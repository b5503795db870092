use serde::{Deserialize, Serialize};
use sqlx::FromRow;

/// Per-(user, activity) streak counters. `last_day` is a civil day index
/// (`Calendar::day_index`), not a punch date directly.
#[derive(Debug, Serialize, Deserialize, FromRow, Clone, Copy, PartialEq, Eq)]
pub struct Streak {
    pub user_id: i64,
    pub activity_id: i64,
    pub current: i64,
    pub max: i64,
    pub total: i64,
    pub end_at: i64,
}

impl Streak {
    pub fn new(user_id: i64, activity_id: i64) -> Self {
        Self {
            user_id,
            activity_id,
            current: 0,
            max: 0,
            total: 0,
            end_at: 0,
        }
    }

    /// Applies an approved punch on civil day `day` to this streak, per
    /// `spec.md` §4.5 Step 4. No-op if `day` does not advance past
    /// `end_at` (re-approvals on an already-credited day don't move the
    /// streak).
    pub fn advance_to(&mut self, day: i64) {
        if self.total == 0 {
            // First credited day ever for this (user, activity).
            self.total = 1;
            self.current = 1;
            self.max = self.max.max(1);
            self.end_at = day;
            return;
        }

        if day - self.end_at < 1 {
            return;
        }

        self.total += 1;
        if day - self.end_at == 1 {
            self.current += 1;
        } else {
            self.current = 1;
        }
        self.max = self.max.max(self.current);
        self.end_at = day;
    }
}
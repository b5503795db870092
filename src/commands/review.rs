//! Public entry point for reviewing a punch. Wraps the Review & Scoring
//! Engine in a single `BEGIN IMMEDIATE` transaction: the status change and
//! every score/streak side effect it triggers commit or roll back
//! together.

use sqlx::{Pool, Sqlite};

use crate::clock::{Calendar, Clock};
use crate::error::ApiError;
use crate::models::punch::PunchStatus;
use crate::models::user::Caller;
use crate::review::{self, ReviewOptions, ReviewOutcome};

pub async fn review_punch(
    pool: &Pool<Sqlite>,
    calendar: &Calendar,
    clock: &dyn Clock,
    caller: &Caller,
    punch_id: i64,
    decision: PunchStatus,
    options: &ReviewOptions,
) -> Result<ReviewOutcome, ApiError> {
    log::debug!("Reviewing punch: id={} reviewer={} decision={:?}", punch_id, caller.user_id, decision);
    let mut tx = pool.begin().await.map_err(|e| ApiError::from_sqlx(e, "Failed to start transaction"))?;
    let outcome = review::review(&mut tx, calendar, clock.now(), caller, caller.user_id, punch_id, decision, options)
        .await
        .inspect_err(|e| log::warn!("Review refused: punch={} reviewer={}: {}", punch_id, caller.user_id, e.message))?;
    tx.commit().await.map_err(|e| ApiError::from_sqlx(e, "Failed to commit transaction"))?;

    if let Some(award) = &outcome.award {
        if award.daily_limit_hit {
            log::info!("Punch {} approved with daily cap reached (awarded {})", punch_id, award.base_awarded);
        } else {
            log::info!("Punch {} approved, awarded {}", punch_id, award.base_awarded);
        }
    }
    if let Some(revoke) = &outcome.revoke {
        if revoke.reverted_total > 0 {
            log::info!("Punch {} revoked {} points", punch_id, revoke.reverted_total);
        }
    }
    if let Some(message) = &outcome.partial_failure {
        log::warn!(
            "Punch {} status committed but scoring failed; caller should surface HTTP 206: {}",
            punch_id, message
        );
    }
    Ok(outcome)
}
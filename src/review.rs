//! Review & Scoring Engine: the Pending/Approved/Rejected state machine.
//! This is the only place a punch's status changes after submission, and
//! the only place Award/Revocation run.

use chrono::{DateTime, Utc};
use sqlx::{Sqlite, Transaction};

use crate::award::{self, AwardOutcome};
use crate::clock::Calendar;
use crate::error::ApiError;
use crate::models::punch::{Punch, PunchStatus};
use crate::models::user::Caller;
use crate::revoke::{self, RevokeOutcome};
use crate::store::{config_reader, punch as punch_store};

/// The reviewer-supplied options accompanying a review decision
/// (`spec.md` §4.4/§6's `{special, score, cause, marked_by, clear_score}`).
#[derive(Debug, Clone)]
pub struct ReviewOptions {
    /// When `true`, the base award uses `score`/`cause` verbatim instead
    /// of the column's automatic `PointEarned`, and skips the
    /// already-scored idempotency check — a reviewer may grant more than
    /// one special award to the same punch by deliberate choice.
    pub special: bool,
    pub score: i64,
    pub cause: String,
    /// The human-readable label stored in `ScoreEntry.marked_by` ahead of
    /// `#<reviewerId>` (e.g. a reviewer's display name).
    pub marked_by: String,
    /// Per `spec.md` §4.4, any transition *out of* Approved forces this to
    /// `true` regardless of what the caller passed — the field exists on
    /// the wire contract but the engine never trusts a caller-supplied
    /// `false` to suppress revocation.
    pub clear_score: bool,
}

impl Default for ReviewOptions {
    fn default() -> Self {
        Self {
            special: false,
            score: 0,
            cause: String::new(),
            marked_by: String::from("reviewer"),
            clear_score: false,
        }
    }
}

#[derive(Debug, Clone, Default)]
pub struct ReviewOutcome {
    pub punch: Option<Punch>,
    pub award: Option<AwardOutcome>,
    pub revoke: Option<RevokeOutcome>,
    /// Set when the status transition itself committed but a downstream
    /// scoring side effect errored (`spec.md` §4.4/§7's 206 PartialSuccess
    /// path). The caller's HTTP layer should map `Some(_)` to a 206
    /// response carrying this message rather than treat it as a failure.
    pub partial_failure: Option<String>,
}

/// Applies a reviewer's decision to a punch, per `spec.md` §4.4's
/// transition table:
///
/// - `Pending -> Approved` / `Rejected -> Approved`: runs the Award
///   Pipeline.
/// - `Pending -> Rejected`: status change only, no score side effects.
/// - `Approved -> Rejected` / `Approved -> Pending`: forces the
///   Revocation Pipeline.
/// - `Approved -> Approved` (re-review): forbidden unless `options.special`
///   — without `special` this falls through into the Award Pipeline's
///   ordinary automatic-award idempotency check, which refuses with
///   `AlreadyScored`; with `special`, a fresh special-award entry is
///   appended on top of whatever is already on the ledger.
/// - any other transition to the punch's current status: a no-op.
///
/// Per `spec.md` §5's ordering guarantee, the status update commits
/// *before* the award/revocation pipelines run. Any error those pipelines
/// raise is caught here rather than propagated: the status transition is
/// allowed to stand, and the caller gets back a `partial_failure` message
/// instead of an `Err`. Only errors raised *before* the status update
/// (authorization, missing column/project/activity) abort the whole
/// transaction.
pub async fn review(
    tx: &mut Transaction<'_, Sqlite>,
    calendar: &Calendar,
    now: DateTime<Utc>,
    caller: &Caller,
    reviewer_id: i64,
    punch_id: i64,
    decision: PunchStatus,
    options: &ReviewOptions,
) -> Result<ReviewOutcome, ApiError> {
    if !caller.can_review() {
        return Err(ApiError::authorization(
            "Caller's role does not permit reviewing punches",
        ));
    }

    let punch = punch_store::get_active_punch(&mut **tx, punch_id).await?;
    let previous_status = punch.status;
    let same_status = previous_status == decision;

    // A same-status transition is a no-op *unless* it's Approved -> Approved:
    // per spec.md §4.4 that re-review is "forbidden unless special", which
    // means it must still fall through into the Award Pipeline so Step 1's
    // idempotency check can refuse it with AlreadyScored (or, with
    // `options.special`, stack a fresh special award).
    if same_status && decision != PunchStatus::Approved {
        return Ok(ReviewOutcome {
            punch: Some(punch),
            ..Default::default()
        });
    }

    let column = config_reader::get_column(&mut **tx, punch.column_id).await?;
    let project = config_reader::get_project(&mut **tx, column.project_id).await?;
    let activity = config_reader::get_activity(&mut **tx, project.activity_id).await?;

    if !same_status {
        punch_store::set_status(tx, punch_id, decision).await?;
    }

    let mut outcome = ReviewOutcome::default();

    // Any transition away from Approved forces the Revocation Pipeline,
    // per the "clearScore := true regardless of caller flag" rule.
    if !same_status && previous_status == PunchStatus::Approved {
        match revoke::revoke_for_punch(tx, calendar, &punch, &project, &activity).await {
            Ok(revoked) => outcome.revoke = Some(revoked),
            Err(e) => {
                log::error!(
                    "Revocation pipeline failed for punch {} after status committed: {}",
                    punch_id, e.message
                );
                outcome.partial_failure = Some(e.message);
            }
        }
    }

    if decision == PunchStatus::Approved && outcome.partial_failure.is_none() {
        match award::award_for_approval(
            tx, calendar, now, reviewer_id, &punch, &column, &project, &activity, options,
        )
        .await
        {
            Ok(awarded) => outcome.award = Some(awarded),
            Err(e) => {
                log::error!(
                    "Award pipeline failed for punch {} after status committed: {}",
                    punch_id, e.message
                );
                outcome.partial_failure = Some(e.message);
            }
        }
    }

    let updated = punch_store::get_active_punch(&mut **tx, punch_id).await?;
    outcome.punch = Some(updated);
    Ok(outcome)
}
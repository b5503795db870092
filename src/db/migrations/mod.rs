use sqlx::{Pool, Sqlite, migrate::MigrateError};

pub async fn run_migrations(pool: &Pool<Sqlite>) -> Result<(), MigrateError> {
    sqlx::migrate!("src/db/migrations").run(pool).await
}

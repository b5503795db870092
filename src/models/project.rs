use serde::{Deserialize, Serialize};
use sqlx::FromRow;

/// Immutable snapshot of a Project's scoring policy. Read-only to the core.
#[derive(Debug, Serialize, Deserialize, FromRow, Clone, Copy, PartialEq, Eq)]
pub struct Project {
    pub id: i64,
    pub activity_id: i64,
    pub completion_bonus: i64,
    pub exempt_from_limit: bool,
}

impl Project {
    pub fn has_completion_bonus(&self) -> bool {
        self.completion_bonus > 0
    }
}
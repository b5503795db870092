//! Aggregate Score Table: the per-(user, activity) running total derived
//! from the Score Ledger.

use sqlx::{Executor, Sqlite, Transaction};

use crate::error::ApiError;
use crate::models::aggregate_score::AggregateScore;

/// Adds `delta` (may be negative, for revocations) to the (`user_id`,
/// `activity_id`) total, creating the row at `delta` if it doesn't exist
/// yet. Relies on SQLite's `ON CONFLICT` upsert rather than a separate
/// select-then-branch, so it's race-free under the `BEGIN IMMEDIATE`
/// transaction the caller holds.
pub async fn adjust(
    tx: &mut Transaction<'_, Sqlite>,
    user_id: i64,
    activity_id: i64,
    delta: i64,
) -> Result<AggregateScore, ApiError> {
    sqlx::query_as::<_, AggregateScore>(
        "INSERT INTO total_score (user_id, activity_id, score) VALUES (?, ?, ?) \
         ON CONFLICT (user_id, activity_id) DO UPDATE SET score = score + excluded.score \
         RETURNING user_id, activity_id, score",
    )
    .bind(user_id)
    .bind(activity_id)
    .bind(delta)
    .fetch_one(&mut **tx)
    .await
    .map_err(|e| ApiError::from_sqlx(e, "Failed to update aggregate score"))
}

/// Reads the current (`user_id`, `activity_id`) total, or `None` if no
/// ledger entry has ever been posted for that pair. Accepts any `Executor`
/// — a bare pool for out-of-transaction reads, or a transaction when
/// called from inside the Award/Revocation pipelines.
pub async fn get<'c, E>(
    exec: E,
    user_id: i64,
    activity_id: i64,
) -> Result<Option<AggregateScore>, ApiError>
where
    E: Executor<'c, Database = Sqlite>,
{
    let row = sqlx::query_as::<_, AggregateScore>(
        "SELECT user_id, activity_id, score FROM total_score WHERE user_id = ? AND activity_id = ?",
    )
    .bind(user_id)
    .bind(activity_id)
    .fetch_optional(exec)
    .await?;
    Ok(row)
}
********
### WHAT THE TASK REQUIRES
Only the lines above starting at the line that holds "so Step 1's" and ending at the line that holds "let column = config_reader::get_column(&mut" are to be repeated, exactly and in full.

### SOLUTION TO THIS TASK
    // means it must still fall through into the Award Pipeline so Step 1's
    // idempotency check can refuse it with AlreadyScored (or, with
    // `options.special`, stack a fresh special award).
    if same_status && decision != PunchStatus::Approved {
        return Ok(ReviewOutcome {
            punch: Some(punch),
            ..Default::default()
        });
    }

    let column = config_reader::get_column(&mut **tx, punch.column_id).await?;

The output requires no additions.